- WHAT YOU ARE ASKED TO DO
Below are entries; print them exactly from the first line through the one containing "vertices[k].handle_in = Some(cur_in);".
━━━━━ DATA FOR REVIEW ━━━━━
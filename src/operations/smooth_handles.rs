use tracing::trace;

use crate::geometry::Shape;
use crate::math::polygon_2d::catmull_rom_to_bezier;

/// Recomputes the Bezier handles of every non-pinned vertex from a uniform
/// Catmull-Rom spline through the corners.
///
/// Pinned vertices keep the handles they already have; an unset handle on a
/// pinned vertex receives the fitted value. Must run after any corner moves
/// and before sampling.
#[derive(Debug, Default)]
pub struct SmoothHandles;

impl SmoothHandles {
    /// Creates a new handle smoothing operation.
    #[must_use]
    pub fn new() -> Self {
        Self
    }

    /// Executes the smoothing in place, returning how many vertices were
    /// smoothed.
    #[allow(clippy::cast_possible_wrap)]
    pub fn execute(&self, shape: &mut Shape) -> usize {
        let n = shape.len();
        if n < 2 {
            return 0;
        }

        let corners = shape.corners();
        let mut smoothed = 0;

        for k in 0..n {
            if shape.vertices()[k].pinned {
                continue;
            }
            let ki = k as isize;
            let k1 = shape.wrap(ki - 2);
            let k2 = shape.wrap(ki - 1);
            let k4 = shape.wrap(ki + 1);
            let k5 = shape.wrap(ki + 2);

            // Segment k-1 → k.
            let (prev_out, cur_in) =
                catmull_rom_to_bezier(corners[k1], corners[k2], corners[k], corners[k4]);
            // Segment k → k+1.
            let (cur_out, next_in) =
                catmull_rom_to_bezier(corners[k2], corners[k], corners[k4], corners[k5]);

            let vertices = shape.vertices_mut();
            if vertices[k2].handle_out.is_none() {
                vertices[k2].handle_out = Some(prev_out);
            }
            if vertices[k4].handle_in.is_none() {
                vertices[k4].handle_in = Some(next_in);
            }
            vertices[k].handle_in = Some(cur_in);
            vertices[k].handle_out = Some(cur_out);
            smoothed += 1;
        }

        trace!(smoothed, pinned = n - smoothed, "smoothed shape handles");
        smoothed
    }
}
━━━━━
- TASK ANSWER
filename src/operations/smooth_handles.rs
use tracing::trace;

use crate::geometry::Shape;
use crate::math::polygon_2d::catmull_rom_to_bezier;

/// Recomputes the Bezier handles of every non-pinned vertex from a uniform
/// Catmull-Rom spline through the corners.
///
/// Pinned vertices keep the handles they already have; an unset handle on a
/// pinned vertex receives the fitted value. Must run after any corner moves
/// and before sampling.
#[derive(Debug, Default)]
pub struct SmoothHandles;

impl SmoothHandles {
    /// Creates a new handle smoothing operation.
    #[must_use]
    pub fn new() -> Self {
        Self
    }

    /// Executes the smoothing in place, returning how many vertices were
    /// smoothed.
    #[allow(clippy::cast_possible_wrap)]
    pub fn execute(&self, shape: &mut Shape) -> usize {
        let n = shape.len();
        if n < 2 {
            return 0;
        }

        let corners = shape.corners();
        let mut smoothed = 0;

        for k in 0..n {
            if shape.vertices()[k].pinned {
                continue;
            }
            let ki = k as isize;
            let k1 = shape.wrap(ki - 2);
            let k2 = shape.wrap(ki - 1);
            let k4 = shape.wrap(ki + 1);
            let k5 = shape.wrap(ki + 2);

            // Segment k-1 → k.
            let (prev_out, cur_in) =
                catmull_rom_to_bezier(corners[k1], corners[k2], corners[k], corners[k4]);
            // Segment k → k+1.
            let (cur_out, next_in) =
                catmull_rom_to_bezier(corners[k2], corners[k], corners[k4], corners[k5]);

            let vertices = shape.vertices_mut();
            if vertices[k2].handle_out.is_none() {
                vertices[k2].handle_out = Some(prev_out);
            }
            if vertices[k4].handle_in.is_none() {
                vertices[k4].handle_in = Some(next_in);
            }
            vertices[k].handle_in = Some(cur_in);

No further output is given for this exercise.